Data extracted from a collection:
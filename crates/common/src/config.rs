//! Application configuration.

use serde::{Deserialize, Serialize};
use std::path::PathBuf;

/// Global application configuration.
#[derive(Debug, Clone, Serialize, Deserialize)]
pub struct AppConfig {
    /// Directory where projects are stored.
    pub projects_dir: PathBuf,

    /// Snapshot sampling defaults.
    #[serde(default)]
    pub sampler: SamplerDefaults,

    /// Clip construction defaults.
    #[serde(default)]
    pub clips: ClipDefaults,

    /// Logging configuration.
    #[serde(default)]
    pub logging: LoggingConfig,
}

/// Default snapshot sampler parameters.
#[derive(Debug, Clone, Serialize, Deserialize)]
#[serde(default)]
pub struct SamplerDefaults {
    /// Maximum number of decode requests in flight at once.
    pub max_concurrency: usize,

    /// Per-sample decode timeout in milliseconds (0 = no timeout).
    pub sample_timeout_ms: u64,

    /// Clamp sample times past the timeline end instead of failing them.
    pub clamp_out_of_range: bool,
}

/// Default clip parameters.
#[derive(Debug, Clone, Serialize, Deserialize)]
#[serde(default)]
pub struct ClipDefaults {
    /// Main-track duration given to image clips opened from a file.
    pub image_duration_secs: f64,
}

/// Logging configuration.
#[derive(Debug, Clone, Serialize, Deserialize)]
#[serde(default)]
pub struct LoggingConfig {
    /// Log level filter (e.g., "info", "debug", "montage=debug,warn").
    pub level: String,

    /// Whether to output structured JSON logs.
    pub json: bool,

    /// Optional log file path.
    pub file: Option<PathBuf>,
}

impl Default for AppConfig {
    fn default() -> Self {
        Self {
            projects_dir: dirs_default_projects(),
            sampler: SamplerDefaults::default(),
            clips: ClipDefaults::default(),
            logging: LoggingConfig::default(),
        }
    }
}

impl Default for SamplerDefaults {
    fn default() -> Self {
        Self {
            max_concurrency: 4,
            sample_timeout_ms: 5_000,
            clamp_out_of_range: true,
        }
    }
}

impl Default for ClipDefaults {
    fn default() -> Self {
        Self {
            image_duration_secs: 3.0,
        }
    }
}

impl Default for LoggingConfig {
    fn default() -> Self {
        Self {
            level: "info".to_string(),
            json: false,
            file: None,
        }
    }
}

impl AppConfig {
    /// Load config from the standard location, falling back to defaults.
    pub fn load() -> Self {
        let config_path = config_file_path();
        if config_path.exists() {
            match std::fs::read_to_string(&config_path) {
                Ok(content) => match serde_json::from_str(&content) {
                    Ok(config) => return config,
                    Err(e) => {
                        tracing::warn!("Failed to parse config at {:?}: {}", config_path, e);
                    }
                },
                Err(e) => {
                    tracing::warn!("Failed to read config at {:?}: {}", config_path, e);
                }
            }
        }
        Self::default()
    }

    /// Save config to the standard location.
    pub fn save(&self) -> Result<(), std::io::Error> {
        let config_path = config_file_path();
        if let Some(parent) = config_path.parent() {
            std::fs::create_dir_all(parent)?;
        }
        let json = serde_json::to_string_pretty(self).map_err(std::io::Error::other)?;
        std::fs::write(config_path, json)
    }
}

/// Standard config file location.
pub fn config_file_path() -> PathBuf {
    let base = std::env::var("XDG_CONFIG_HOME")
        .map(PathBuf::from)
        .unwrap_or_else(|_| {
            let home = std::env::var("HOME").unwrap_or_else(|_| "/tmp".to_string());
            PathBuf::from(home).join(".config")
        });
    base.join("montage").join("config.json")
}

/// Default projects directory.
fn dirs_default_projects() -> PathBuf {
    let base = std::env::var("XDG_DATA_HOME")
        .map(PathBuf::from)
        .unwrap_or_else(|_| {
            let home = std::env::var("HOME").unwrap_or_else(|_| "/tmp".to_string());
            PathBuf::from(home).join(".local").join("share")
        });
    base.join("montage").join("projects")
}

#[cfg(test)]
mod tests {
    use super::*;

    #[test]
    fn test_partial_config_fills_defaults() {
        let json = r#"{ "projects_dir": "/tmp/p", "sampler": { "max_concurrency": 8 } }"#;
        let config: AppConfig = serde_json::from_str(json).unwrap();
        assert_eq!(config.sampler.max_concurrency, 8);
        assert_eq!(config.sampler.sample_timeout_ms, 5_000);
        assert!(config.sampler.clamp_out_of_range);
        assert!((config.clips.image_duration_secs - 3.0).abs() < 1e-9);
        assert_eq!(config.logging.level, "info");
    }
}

TASK PROMPT: Your answer must be an exact copy of every record.

TASK ANSWER:
filename crates/common/src/config.rs
//! Application configuration.

use serde::{Deserialize, Serialize};
use std::path::PathBuf;

/// Global application configuration.
#[derive(Debug, Clone, Serialize, Deserialize)]
pub struct AppConfig {
    /// Directory where projects are stored.
    pub projects_dir: PathBuf,

    /// Snapshot sampling defaults.
    #[serde(default)]
    pub sampler: SamplerDefaults,

    /// Clip construction defaults.
    #[serde(default)]
    pub clips: ClipDefaults,

    /// Logging configuration.
    #[serde(default)]
    pub logging: LoggingConfig,
}

/// Default snapshot sampler parameters.
#[derive(Debug, Clone, Serialize, Deserialize)]
#[serde(default)]
pub struct SamplerDefaults {
    /// Maximum number of decode requests in flight at once.
    pub max_concurrency: usize,

    /// Per-sample decode timeout in milliseconds (0 = no timeout).
    pub sample_timeout_ms: u64,

    /// Clamp sample times past the timeline end instead of failing them.
    pub clamp_out_of_range: bool,
}

/// Default clip parameters.
#[derive(Debug, Clone, Serialize, Deserialize)]
#[serde(default)]
pub struct ClipDefaults {
    /// Main-track duration given to image clips opened from a file.
    pub image_duration_secs: f64,
}

/// Logging configuration.
#[derive(Debug, Clone, Serialize, Deserialize)]
#[serde(default)]
pub struct LoggingConfig {
    /// Log level filter (e.g., "info", "debug", "montage=debug,warn").
    pub level: String,

    /// Whether to output structured JSON logs.
    pub json: bool,

    /// Optional log file path.
    pub file: Option<PathBuf>,
}

impl Default for AppConfig {
    fn default() -> Self {
        Self {
            projects_dir: dirs_default_projects(),
            sampler: SamplerDefaults::default(),
            clips: ClipDefaults::default(),
            logging: LoggingConfig::default(),
        }
    }
}

impl Default for SamplerDefaults {
    fn default() -> Self {
        Self {
            max_concurrency: 4,
            sample_timeout_ms: 5_000,
            clamp_out_of_range: true,
        }
    }
}

impl Default for ClipDefaults {
    fn default() -> Self {
        Self {
            image_duration_secs: 3.0,
        }
    }
}

impl Default for LoggingConfig {
    fn default() -> Self {
        Self {
            level: "info".to_string(),
            json: false,
            file: None,
        }
    }
}

impl AppConfig {
    /// Load config from the standard location, falling back to defaults.
    pub fn load() -> Self {
        let config_path = config_file_path();
        if config_path.exists() {
            match std::fs::read_to_string(&config_path) {
                Ok(content) => match serde_json::from_str(&content) {
                    Ok(config) => return config,
                    Err(e) => {
                        tracing::warn!("Failed to parse config at {:?}: {}", config_path, e);
                    }
                },
                Err(e) => {
                    tracing::warn!("Failed to read config at {:?}: {}", config_path, e);
                }
            }
        }
        Self::default()
    }

    /// Save config to the standard location.
    pub fn save(&self) -> Result<(), std::io::Error> {
        let config_path = config_file_path();
        if let Some(parent) = config_path.parent() {
            std::fs::create_dir_all(parent)?;
        }
        let json = serde_json::to_string_pretty(self).map_err(std::io::Error::other)?;
        std::fs::write(config_path, json)
    }
}

/// Standard config file location.
pub fn config_file_path() -> PathBuf {
    let base = std::env::var("XDG_CONFIG_HOME")
        .map(PathBuf::from)
        .unwrap_or_else(|_| {
            let home = std::env::var("HOME").unwrap_or_else(|_| "/tmp".to_string());
            PathBuf::from(home).join(".config")
        });
    base.join("montage").join("config.json")
}

/// Default projects directory.
fn dirs_default_projects() -> PathBuf {
    let base = std::env::var("XDG_DATA_HOME")
        .map(PathBuf::from)
        .unwrap_or_else(|_| {
            let home = std::env::var("HOME").unwrap_or_else(|_| "/tmp".to_string());
            PathBuf::from(home).join(".local").join("share")
        });
    base.join("montage").join("projects")
}

#[cfg(test)]
mod tests {
    use super::*;

    #[test]
    fn test_partial_config_fills_defaults() {
        let json = r#"{ "projects_dir": "/tmp/p", "sampler": { "max_concurrency": 8 } }"#;
        let config: AppConfig = serde_json::from_str(json).unwrap();
        assert_eq!(config.sampler.max_concurrency, 8);
        assert_eq!(config.sampler.sample_timeout_ms, 5_000);
        assert!(config.sampler.clamp_out_of_range);
        assert!((config.clips.image_duration_secs - 3.0).abs() < 1e-9);
        assert_eq!(config.logging.level, "info");
    }
}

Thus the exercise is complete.